50 Prozent der IHK-Prüfung stützen sich auf ein Praxisprojekt, das im Betrieb durchgeführt und vor der IHK präsentiert wird. „Das hat mich gerettet. Nicht, dass meine schriftliche Prüfung schlecht gewesen wäre, aber der Praxisteil war bei mir eben sehr gut."
Entspannung findet Lukas Göbel vor allem in der Geschwindigkeit – beim Auto- und Kartfahren, beim Lesen von Fantasy-Büchern und beim Feiern mit Freunden. Und natürlich Informatik: Seinen Rechner hat Lukas selbst zusammengebaut.
Das duale Studium ist aber auch in anderen Berufszweigen begehrt. Total überrascht war Matthias Winter, der zweite beste Azubi des Landes, als er ebenfalls ein Schreiben der IHK bekam. „Ich kam gerade mit meiner Freundin die Türe rein und war natürlich sehr erfreut. Damit hatte ich wirklich nicht gerechnet." Winter durfte also auch auf Kosten der IHK nach Berlin zur Ehrung fahren. Barbara Schöneberger moderierte und rief jeden einzeln auf die Bühne – den 22-jährigen Matthias Winter entsprechend als Deutschlands besten Werkstoffprüfer in der Fachrichtung Metalltechnik.
An seiner früheren Schule, dem Albert-Einstein-Gymnasium in Völklingen, hatte Winter in der 12. Klasse an einem Seminar zur Berufsberatung teilgenommen, in dem mehrere Berufe, Ausbildungsmöglichkeiten und Studiengänge vorgestellt wurden. Ergänzend dazu informierte er sich im Internet über mögliche Berufswege, über viele Unternehmen und entdeckte so sein zukünftiges Metier: Sein technisches Interesse und der Wunsch, später in der Automobilindustrie tätig zu sein, erleichterten ihm die Entscheidung.
Theorie mit Praxis verbinden
Seine Ausbildung zum Werkstoffprüfer in Metalltechnik absolvierte er bei der ZF Friedrichshafen AG am Standort Saarbrücken, nachdem er mehrere Unternehmen in die engere Auswahl genommen hatte. Die eigentlich auf dreieinhalb Jahre angelegte Ausbildung konnte er auf drei Jahre verkürzen. Auch, um danach ein duales Studium anzugehen, das er jetzt ebenfalls bei ZF absolviert. Der Beruf sei sehr vielseitig, berichtet Winter, und anspruchsvoll; schließlich handelt es sich um die Qualitätsprüfung von Bauteilen für Automatikgetriebe.

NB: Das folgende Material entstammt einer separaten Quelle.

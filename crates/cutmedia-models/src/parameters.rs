//! Worker parameters accepted with an upload.

use schemars::JsonSchema;
use serde::{Deserialize, Serialize};

/// Pass-through parameters forwarded to the worker.
///
/// Values are validated minimally: numeric fields that are zero or do not
/// parse are dropped so the worker falls back to its own defaults.
#[derive(Debug, Clone, Default, PartialEq, Serialize, Deserialize, JsonSchema)]
pub struct JobParameters {
    /// A calibration file accompanied the upload
    #[serde(default)]
    pub calibration: bool,

    /// Model selector
    #[serde(default, skip_serializing_if = "Option::is_none")]
    pub model: Option<String>,

    /// Frame rate override
    #[serde(default, skip_serializing_if = "Option::is_none")]
    pub fps: Option<f64>,

    /// Frame cap
    #[serde(default, skip_serializing_if = "Option::is_none")]
    pub max_frames: Option<u64>,

    /// Comma-separated class filter, verbatim
    #[serde(default, skip_serializing_if = "Option::is_none")]
    pub classes: Option<String>,
}

impl JobParameters {
    /// Set the model selector from a raw form value.
    pub fn with_model(mut self, raw: &str) -> Self {
        self.model = non_empty(raw);
        self
    }

    /// Set the fps from a raw form value.
    pub fn with_fps(mut self, raw: &str) -> Self {
        self.fps = parse_fps(raw);
        self
    }

    /// Set the frame cap from a raw form value.
    pub fn with_max_frames(mut self, raw: &str) -> Self {
        self.max_frames = parse_max_frames(raw);
        self
    }

    /// Set the class filter from a raw form value.
    pub fn with_classes(mut self, raw: &str) -> Self {
        self.classes = non_empty(raw);
        self
    }
}

/// Parse a frame rate. Zero, negative, non-finite and garbage mean "default".
pub fn parse_fps(raw: &str) -> Option<f64> {
    raw.trim()
        .parse::<f64>()
        .ok()
        .filter(|fps| fps.is_finite() && *fps > 0.0)
}

/// Parse a frame cap. Zero and garbage mean "default".
///
/// Fractional values are truncated, matching how the form sends numbers.
pub fn parse_max_frames(raw: &str) -> Option<u64> {
    let raw = raw.trim();
    if let Ok(n) = raw.parse::<u64>() {
        return Some(n).filter(|n| *n > 0);
    }
    raw.parse::<f64>()
        .ok()
        .filter(|n| n.is_finite() && *n >= 1.0)
        .map(|n| n.trunc() as u64)
}

fn non_empty(raw: &str) -> Option<String> {
    let trimmed = raw.trim();
    if trimmed.is_empty() {
        None
    } else {
        Some(trimmed.to_string())
    }
}
//! API error types.

use axum::http::StatusCode;
use axum::response::{IntoResponse, Response};
use axum::Json;
use serde::Serialize;
use thiserror::Error;

use cutmedia_runner::RunnerError;

pub type ApiResult<T> = Result<T, ApiError>;

#[derive(Debug, Error)]
pub enum ApiError {
    #[error("Not found: {0}")]
    NotFound(String),

    #[error("Bad request: {0}")]
    BadRequest(String),

    #[error("Conflict: {0}")]
    Conflict(String),

    #[error("Payload too large: {0}")]
    PayloadTooLarge(String),

    #[error("Internal error: {0}")]
    Internal(String),

    #[error("Runner error: {0}")]
    Runner(#[from] RunnerError),
}

impl ApiError {
    pub fn not_found(msg: impl Into<String>) -> Self {
        Self::NotFound(msg.into())
    }

    pub fn bad_request(msg: impl Into<String>) -> Self {
        Self::BadRequest(msg.into())
    }

    pub fn conflict(msg: impl Into<String>) -> Self {
        Self::Conflict(msg.into())
    }

    pub fn internal(msg: impl Into<String>) -> Self {
        Self::Internal(msg.into())
    }

    fn status_code(&self) -> StatusCode {
        match self {
            ApiError::NotFound(_) => StatusCode::NOT_FOUND,
            ApiError::BadRequest(_) => StatusCode::BAD_REQUEST,
            ApiError::Conflict(_) | ApiError::Runner(RunnerError::Duplicate(_)) => {
                StatusCode::CONFLICT
            }
            ApiError::PayloadTooLarge(_) => StatusCode::PAYLOAD_TOO_LARGE,
            ApiError::Internal(_) | ApiError::Runner(_) => StatusCode::INTERNAL_SERVER_ERROR,
        }
    }

    fn is_internal(&self) -> bool {
        self.status_code() == StatusCode::INTERNAL_SERVER_ERROR
    }
}

#[derive(Serialize)]
struct ErrorResponse {
    detail: String,
}

impl IntoResponse for ApiError {
    fn into_response(self) -> Response {
        let status = self.status_code();

        // Don't expose file paths or OS errors in production
        let detail = if self.is_internal()
            && std::env::var("ENVIRONMENT").unwrap_or_default() == "production"
        {
            "An internal error occurred".to_string()
        } else {
            self.to_string()
        };

        if self.is_internal() {
            tracing::error!("Request failed: {}", self);
        }

        (status, Json(ErrorResponse { detail })).into_response()
    }
}
//! Request handlers.

pub mod health;
pub mod jobs;

pub use health::*;
pub use jobs::*;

Während der Schulzeit war Matthias Winter vor allem in naturwissenschaftlichen Fächern und in Sport gut, Gesellschaftsfächer waren dagegen eher „nicht so sein Ding". Entsprechend wohl fühlt er sich auch in seiner Freizeit auf dem Mountainbike und im Fitnessstudio – auch Fußball hat er lange selbst gespielt, ist Fan von Borussia Mönchengladbach und liebt das Reisen. Winter sieht die duale Ausbildung als guten Weg, ins Berufsleben einzusteigen und vorab erste Berufserfahrungen zu sammeln, die später von großem Wert sind. Zudem werde im dualen Ausbildungskonzept Wert darauf gelegt, das in der Berufsschule vermittelte theoretische Wissen auch in der Praxis, sprich im Betrieb, umzusetzen. „In dieser Ausbildung war ich wunschlos glücklich. Wenn etwas nicht passte, wurde es direkt vom Berufslehrer oder Vorgesetzten geklärt. Es gab eigentlich nie Probleme."

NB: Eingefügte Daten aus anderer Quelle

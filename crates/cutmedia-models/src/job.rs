//! Job definitions and the job state machine.

use chrono::{DateTime, Utc};
use schemars::JsonSchema;
use serde::{Deserialize, Serialize};
use std::fmt;
use thiserror::Error;
use uuid::Uuid;

use crate::JobParameters;

/// Unique identifier for a job.
#[derive(Debug, Clone, PartialEq, Eq, Hash, Serialize, Deserialize, JsonSchema)]
#[serde(transparent)]
pub struct JobId(String);

impl JobId {
    /// Generate a new random job ID.
    pub fn new() -> Self {
        Self(Uuid::new_v4().to_string())
    }

    /// Parse a client-supplied ID.
    ///
    /// Only ASCII alphanumerics and hyphens, 8-64 chars. The ID ends up in
    /// file names, so anything else is rejected.
    pub fn parse(s: &str) -> Option<Self> {
        if is_well_formed(s) {
            Some(Self(s.to_string()))
        } else {
            None
        }
    }

    /// Get the inner string.
    pub fn as_str(&self) -> &str {
        &self.0
    }
}

impl Default for JobId {
    fn default() -> Self {
        Self::new()
    }
}

impl fmt::Display for JobId {
    fn fmt(&self, f: &mut fmt::Formatter<'_>) -> fmt::Result {
        write!(f, "{}", self.0)
    }
}

fn is_well_formed(id: &str) -> bool {
    if id.len() < 8 || id.len() > 64 {
        return false;
    }
    id.chars().all(|c| c.is_ascii_alphanumeric() || c == '-')
}

/// Job processing status.
#[derive(Debug, Clone, Copy, PartialEq, Eq, Hash, Serialize, Deserialize, JsonSchema, Default)]
#[serde(rename_all = "snake_case")]
pub enum JobStatus {
    /// Input persisted, worker not started yet
    #[default]
    Queued,
    /// Worker process is alive
    Running,
    /// Worker exited 0 and the output file exists
    #[serde(alias = "completed")]
    Done,
    /// Spawn failure, worker failure, timeout or cancellation
    #[serde(alias = "failed")]
    Error,
}

impl JobStatus {
    pub fn as_str(&self) -> &'static str {
        match self {
            JobStatus::Queued => "queued",
            JobStatus::Running => "running",
            JobStatus::Done => "done",
            JobStatus::Error => "error",
        }
    }

    /// Check if this is a terminal state (no more updates expected).
    pub fn is_terminal(&self) -> bool {
        matches!(self, JobStatus::Done | JobStatus::Error)
    }
}

impl fmt::Display for JobStatus {
    fn fmt(&self, f: &mut fmt::Formatter<'_>) -> fmt::Result {
        write!(f, "{}", self.as_str())
    }
}

/// Rejected state transition.
#[derive(Debug, Clone, PartialEq, Eq, Error)]
#[error("invalid job transition: {from} -> {to}")]
pub struct TransitionError {
    pub from: JobStatus,
    pub to: JobStatus,
}

/// One user-submitted video processing request.
#[derive(Debug, Clone, Serialize, Deserialize, JsonSchema)]
pub struct Job {
    /// Unique job ID
    pub id: JobId,

    /// Current status
    pub status: JobStatus,

    /// Parameters forwarded to the worker
    pub parameters: JobParameters,

    /// Original upload file name
    #[serde(skip_serializing_if = "Option::is_none")]
    pub file_name: Option<String>,

    /// Size of the persisted input in bytes
    pub input_size: u64,

    /// Human-readable stage
    pub stage: String,

    /// Coarse progress (0-100)
    pub progress: u8,

    /// Failure reason (only when status is error)
    #[serde(skip_serializing_if = "Option::is_none")]
    pub error: Option<String>,

    /// Worker exit code, when the worker exited on its own
    #[serde(skip_serializing_if = "Option::is_none")]
    pub exit_code: Option<i32>,

    /// Creation timestamp
    pub created_at: DateTime<Utc>,

    /// Worker spawn timestamp
    #[serde(skip_serializing_if = "Option::is_none")]
    pub started_at: Option<DateTime<Utc>>,

    /// Terminal transition timestamp
    #[serde(skip_serializing_if = "Option::is_none")]
    pub completed_at: Option<DateTime<Utc>>,
}

impl Job {
    /// Create a queued job. Called once the input is on disk.
    pub fn new(id: JobId, parameters: JobParameters) -> Self {
        Self {
            id,
            status: JobStatus::Queued,
            parameters,
            file_name: None,
            input_size: 0,
            stage: "Upload received".to_string(),
            progress: 0,
            error: None,
            exit_code: None,
            created_at: Utc::now(),
            started_at: None,
            completed_at: None,
        }
    }

    /// Set the original upload name.
    pub fn with_file_name(mut self, file_name: impl Into<String>) -> Self {
        self.file_name = Some(file_name.into());
        self
    }

    /// Set the persisted input size.
    pub fn with_input_size(mut self, input_size: u64) -> Self {
        self.input_size = input_size;
        self
    }

    /// Check if the job is in a terminal state.
    pub fn is_terminal(&self) -> bool {
        self.status.is_terminal()
    }

    /// Whether the output artifact may be downloaded.
    pub fn output_ready(&self) -> bool {
        self.status == JobStatus::Done
    }

    /// queued -> running
    pub fn mark_running(&mut self) -> Result<(), TransitionError> {
        self.check(JobStatus::Running, &[JobStatus::Queued])?;
        self.status = JobStatus::Running;
        self.stage = "Running worker".to_string();
        self.progress = 10;
        self.started_at = Some(Utc::now());
        Ok(())
    }

    /// running -> done
    pub fn complete(&mut self) -> Result<(), TransitionError> {
        self.check(JobStatus::Done, &[JobStatus::Running])?;
        self.status = JobStatus::Done;
        self.stage = "Processing complete".to_string();
        self.progress = 100;
        self.exit_code = Some(0);
        self.completed_at = Some(Utc::now());
        Ok(())
    }

    /// queued|running -> error
    pub fn fail(&mut self, reason: impl Into<String>) -> Result<(), TransitionError> {
        self.check(JobStatus::Error, &[JobStatus::Queued, JobStatus::Running])?;
        self.status = JobStatus::Error;
        self.stage = "Processing failed".to_string();
        self.error = Some(reason.into());
        self.completed_at = Some(Utc::now());
        Ok(())
    }

    /// Update the stage string without changing status.
    pub fn set_stage(&mut self, stage: impl Into<String>, progress: u8) {
        if self.is_terminal() {
            return;
        }
        self.stage = stage.into();
        self.progress = progress.min(99);
    }

    fn check(&self, to: JobStatus, allowed_from: &[JobStatus]) -> Result<(), TransitionError> {
        if allowed_from.contains(&self.status) {
            Ok(())
        } else {
            Err(TransitionError {
                from: self.status,
                to,
            })
        }
    }
}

Probleme hat dagegen die deutsche Berufsausbildung – sie wird oftmals als nicht gleichwertig zum Studium angesehen, was den Handwerkermangel in Deutschland verschlimmern könnte. Im Wintersemester 2018/2019 waren an deutschen Unis 2,87 Millionen Studierende eingeschrieben. Rund 520.000 Jugendliche haben sich dagegen für eine Ausbildung entschieden. Das neue Berufsbildungsgesetz soll dieses Ungleichgewicht zugunsten der Ausbildung ändern.
Anmerkung der Redaktion: Die Deutsche Industrie- und Handelskammer hat nicht nur Matthias Winter und Lukas Göbel, sondern auch Julian Theobald von Arvato in Eiweiler als besten saarländischen Azubi ausgezeichnet. Theobald hatte sich allerdings trotz Anfragen unserer Autoren bis Redaktionsschluss noch nicht zu einem Interview bereit erklärt.